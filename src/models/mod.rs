//! Domain model types for pickup-and-delivery search.
//!
//! Provides the immutable problem description, the two state models the
//! search runs over, and the routes reconstructed from finished states.

mod route;
mod state;
mod vanilla;
mod world;

pub use route::Route;
pub use state::{DeliveryState, State};
pub use vanilla::VanillaState;
pub use world::World;
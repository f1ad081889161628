//! Explicit wall-clock timing handles.

use std::time::{Duration, Instant};

/// Measures one interval. Each measurement owns its own stopwatch.
///
/// # Examples
///
/// ```
/// use u_delivery::simulation::Stopwatch;
///
/// let watch = Stopwatch::start();
/// let lap = watch.elapsed();
/// assert!(watch.stop() >= lap);
/// ```
#[derive(Debug, Clone, Copy)]
pub struct Stopwatch {
    started: Instant,
}

impl Stopwatch {
    /// Starts timing now.
    pub fn start() -> Self {
        Self {
            started: Instant::now(),
        }
    }

    /// Time since start, leaving the stopwatch running.
    pub fn elapsed(&self) -> Duration {
        self.started.elapsed()
    }

    /// Ends the measurement.
    pub fn stop(self) -> Duration {
        self.started.elapsed()
    }
}
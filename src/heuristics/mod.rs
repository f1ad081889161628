//! Heuristic estimates of remaining cost.
//!
//! A heuristic is a plain `fn(&S) -> f64`. [`HeuristicKind`] selects one
//! by name and [`DeliveryState::heuristic`] resolves it for a concrete
//! state model; [`f_value`] combines it with the accumulated cost into the
//! `f = g + h` priority the searches order by.
//!
//! Admissibility differs per heuristic:
//!
//! | Heuristic | Admissible |
//! |-----------|------------|
//! | [`zero`] | yes (uniform-cost search) |
//! | [`undelivered_count`] | only if every edge costs at least 1 |
//! | [`sum_package_distance`] | yes |
//! | [`sum_package_distance_scaled`] | no guarantee |
//! | [`sum_of_estimated_cost`] | yes |
//! | [`sum_of_estimated_cost_scaled`] | no guarantee |
//!
//! Non-admissible heuristics are kept on purpose: they trade optimality of
//! the first solution for fewer expansions.

use serde::{Deserialize, Serialize};

use crate::models::{DeliveryState, VanillaState};

/// Selects a heuristic function.
#[derive(Debug, Clone, Copy, PartialEq, Eq, Hash, Default, Serialize, Deserialize)]
#[serde(rename_all = "snake_case")]
pub enum HeuristicKind {
    /// Always zero.
    Zero,
    /// Number of undelivered packages.
    UndeliveredCount,
    /// Sum of source-to-destination costs of undelivered packages.
    #[default]
    SumPackageDistance,
    /// [`HeuristicKind::SumPackageDistance`] scaled by the undelivered share.
    SumPackageDistanceScaled,
    /// Cheapest edges each undelivered package must still cross. Fine-grained
    /// model only.
    SumOfEstimatedCost,
    /// [`HeuristicKind::SumOfEstimatedCost`] scaled by the undelivered share.
    /// Fine-grained model only.
    SumOfEstimatedCostScaled,
}

impl HeuristicKind {
    /// Every heuristic, in declaration order.
    pub const ALL: [HeuristicKind; 6] = [
        HeuristicKind::Zero,
        HeuristicKind::UndeliveredCount,
        HeuristicKind::SumPackageDistance,
        HeuristicKind::SumPackageDistanceScaled,
        HeuristicKind::SumOfEstimatedCost,
        HeuristicKind::SumOfEstimatedCostScaled,
    ];

    /// Snake-case name, matching the serialized form.
    pub fn name(self) -> &'static str {
        match self {
            Self::Zero => "zero",
            Self::UndeliveredCount => "undelivered_count",
            Self::SumPackageDistance => "sum_package_distance",
            Self::SumPackageDistanceScaled => "sum_package_distance_scaled",
            Self::SumOfEstimatedCost => "sum_of_estimated_cost",
            Self::SumOfEstimatedCostScaled => "sum_of_estimated_cost_scaled",
        }
    }

    /// Returns `true` if the first goal found by A* with this heuristic is
    /// guaranteed optimal on arbitrary non-negative weights.
    pub fn is_admissible(self) -> bool {
        matches!(
            self,
            Self::Zero | Self::SumPackageDistance | Self::SumOfEstimatedCost
        )
    }
}

/// Resolves the heuristics that work on any state model.
///
/// Returns `None` for the fine-grained-only kinds.
pub fn generic<S: DeliveryState>(kind: HeuristicKind) -> Option<fn(&S) -> f64> {
    match kind {
        HeuristicKind::Zero => Some(zero::<S> as fn(&S) -> f64),
        HeuristicKind::UndeliveredCount => Some(undelivered_count::<S> as fn(&S) -> f64),
        HeuristicKind::SumPackageDistance => Some(sum_package_distance::<S> as fn(&S) -> f64),
        HeuristicKind::SumPackageDistanceScaled => {
            Some(sum_package_distance_scaled::<S> as fn(&S) -> f64)
        }
        HeuristicKind::SumOfEstimatedCost | HeuristicKind::SumOfEstimatedCostScaled => None,
    }
}

/// Wraps a heuristic into the `f = g + h` priority function.
///
/// # Examples
///
/// ```
/// use std::sync::Arc;
/// use u_delivery::graph::fixtures;
/// use u_delivery::heuristics::{f_value, sum_package_distance};
/// use u_delivery::models::{State, World};
///
/// let (graph, pairs) = fixtures::triangle();
/// let world = Arc::new(World::new(1, 2, 3, graph, pairs).unwrap());
/// let f = f_value(sum_package_distance::<State>);
///
/// // g = 0, h = 20 (1→2) + 30 (2→0)
/// assert_eq!(f(&State::initial(world)), 50.0);
/// ```
pub fn f_value<S: DeliveryState>(h: fn(&S) -> f64) -> impl Fn(&S) -> f64 + Clone {
    move |state: &S| state.cost() + h(state)
}

/// Always zero: A* degrades to uniform-cost search.
pub fn zero<S: DeliveryState>(_state: &S) -> f64 {
    0.0
}

/// Number of undelivered packages.
///
/// Admissible only when every edge costs at least 1.
pub fn undelivered_count<S: DeliveryState>(state: &S) -> f64 {
    state.num_undelivered() as f64
}

/// Sum of reduced-map source-to-destination costs over undelivered
/// packages. Ignores travel to the sources and vehicle reuse, so it never
/// overestimates.
pub fn sum_package_distance<S: DeliveryState>(state: &S) -> f64 {
    let world = state.world();
    world
        .packages()
        .iter()
        .zip(state.delivered())
        .filter(|(_, &delivered)| !delivered)
        .map(|(&(source, destination), _)| world.travel_cost(source, destination))
        .sum()
}

/// [`sum_package_distance`] times the undelivered share of packages.
pub fn sum_package_distance_scaled<S: DeliveryState>(state: &S) -> f64 {
    sum_package_distance(state) * undelivered_share(state)
}

/// Per undelivered package, the cheapest edge out of its current vertex
/// (the holder's location, or its source if waiting) plus the cheapest edge
/// into its destination when the two are not adjacent.
///
/// Each edge traversal carries at most one package, so the per-package
/// sums never count the same traversal twice.
pub fn sum_of_estimated_cost(state: &VanillaState) -> f64 {
    let world = state.world();
    let map = world.full_map();
    let mut total = 0.0;

    for (package, &(source, destination)) in world.packages().iter().enumerate() {
        if state.delivered()[package] {
            continue;
        }
        let at = state
            .holder(package)
            .and_then(|v| state.vehicle_location(v))
            .unwrap_or(source);
        if at == destination {
            continue;
        }
        total += map.min_edge_weight(at).unwrap_or(0.0);
        if map.weight(at, destination).is_none() {
            total += map.min_edge_weight(destination).unwrap_or(0.0);
        }
    }
    total
}

/// [`sum_of_estimated_cost`] times the undelivered share of packages.
pub fn sum_of_estimated_cost_scaled(state: &VanillaState) -> f64 {
    sum_of_estimated_cost(state) * undelivered_share(state)
}

fn undelivered_share<S: DeliveryState>(state: &S) -> f64 {
    let total = state.delivered().len();
    if total == 0 {
        return 0.0;
    }
    1.0 - state.num_delivered() as f64 / total as f64
}
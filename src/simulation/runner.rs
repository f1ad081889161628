//! Runs configured searches on single problems and random batches.

use std::sync::Arc;

use crate::error::{Error, SearchError};
use crate::graph::random_problem;
use crate::heuristics::f_value;
use crate::models::{DeliveryState, State, VanillaState, World};
use crate::search::{AStar, Bound, BoundedAStar, LocalBeam, SearchProgress};

use super::{
    Algorithm, SearchConfig, SearchReport, SimulationConfig, SimulationReport, SolutionRecord,
    StateModel, Stopwatch,
};

/// Solves one problem.
///
/// Parameters are validated before anything else runs. The reduced map is
/// built (and timed) next, then the configured search starts from the
/// initial state and collects up to `num_solutions` goals. A problem with
/// no reachable goal yields an empty solution list, not an error.
///
/// # Errors
///
/// Returns [`Error::Search`] for rejected parameters.
///
/// # Examples
///
/// ```
/// use std::sync::Arc;
/// use u_delivery::graph::fixtures;
/// use u_delivery::models::World;
/// use u_delivery::simulation::{solve, SearchConfig};
///
/// let (graph, pairs) = fixtures::triangle();
/// let world = Arc::new(World::new(1, 2, 3, graph, pairs).unwrap());
///
/// let report = solve(world, &SearchConfig::default()).unwrap();
/// assert_eq!(report.first().unwrap().cost, 60.0);
/// ```
pub fn solve(world: Arc<World>, config: &SearchConfig) -> Result<SearchReport, Error> {
    config.validate()?;

    let timer = Stopwatch::start();
    world.process_map();
    let preprocessing = timer.stop();

    let solutions = match config.model {
        StateModel::Coarse => run(State::initial(world), config)?,
        StateModel::Vanilla => run(VanillaState::initial(world), config)?,
    };

    tracing::debug!(
        model = config.model.name(),
        heuristic = config.heuristic.name(),
        algorithm = config.algorithm.name(),
        solutions = solutions.len(),
        "search finished"
    );

    Ok(SearchReport {
        config: *config,
        preprocessing,
        solutions,
    })
}

/// Solves `sim.runs` random problems; run `i` is generated from seed `i`,
/// so a simulation is reproducible.
///
/// # Errors
///
/// Returns [`Error::Search`] for rejected search parameters and
/// [`Error::Config`] if the problem shape cannot form a valid world.
pub fn simulate(sim: &SimulationConfig, config: &SearchConfig) -> Result<SimulationReport, Error> {
    config.validate()?;

    let mut runs = Vec::with_capacity(sim.runs);
    for run in 0..sim.runs {
        let (graph, pairs) = random_problem(sim.vertices, sim.packages, sim.edge_probability, run as u64);
        let world = World::new(sim.vehicles, sim.packages, sim.vertices, graph, pairs)?;
        let report = solve(Arc::new(world), config)?;

        tracing::info!(
            run,
            solutions = report.solutions.len(),
            cost = report.first().map(|s| s.cost),
            node_count = report.first().map(|s| s.node_count),
            "simulation run complete"
        );
        runs.push(report);
    }

    Ok(SimulationReport::new(*sim, runs))
}

fn run<S: DeliveryState>(initial: S, config: &SearchConfig) -> Result<Vec<SolutionRecord>, SearchError> {
    let f = f_value(S::heuristic(config.heuristic)?);
    let limit = config.num_solutions.unwrap_or(usize::MAX);

    let solutions = match config.algorithm {
        Algorithm::AStar => collect(AStar::new(initial, S::is_goal, S::successors, f), limit),
        Algorithm::BoundedAStar { bound } => collect(
            BoundedAStar::new(initial, S::is_goal, S::successors, f, Bound::parse(bound)?),
            limit,
        ),
        Algorithm::LocalBeam { k_limit } => collect(
            LocalBeam::new(initial, S::is_goal, S::successors, f, k_limit)?,
            limit,
        ),
    };
    Ok(solutions)
}

fn collect<S, I>(search: I, limit: usize) -> Vec<SolutionRecord>
where
    S: DeliveryState,
    I: Iterator<Item = S> + SearchProgress,
{
    let timer = Stopwatch::start();
    search
        .with_node_count()
        .take(limit)
        .map(|(goal, node_count)| SolutionRecord {
            cost: goal.cost(),
            node_count,
            elapsed: timer.elapsed(),
            routes: goal.routes(),
        })
        .collect()
}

▬▬▬▬▬▬▬▬▬▬

_Work item_:
Filter the preceding entries down to the lines with "filename".

_Result of this exercise_:
filename src/models/mod.rs
filename src/heuristics/mod.rs
filename src/simulation/runner.rs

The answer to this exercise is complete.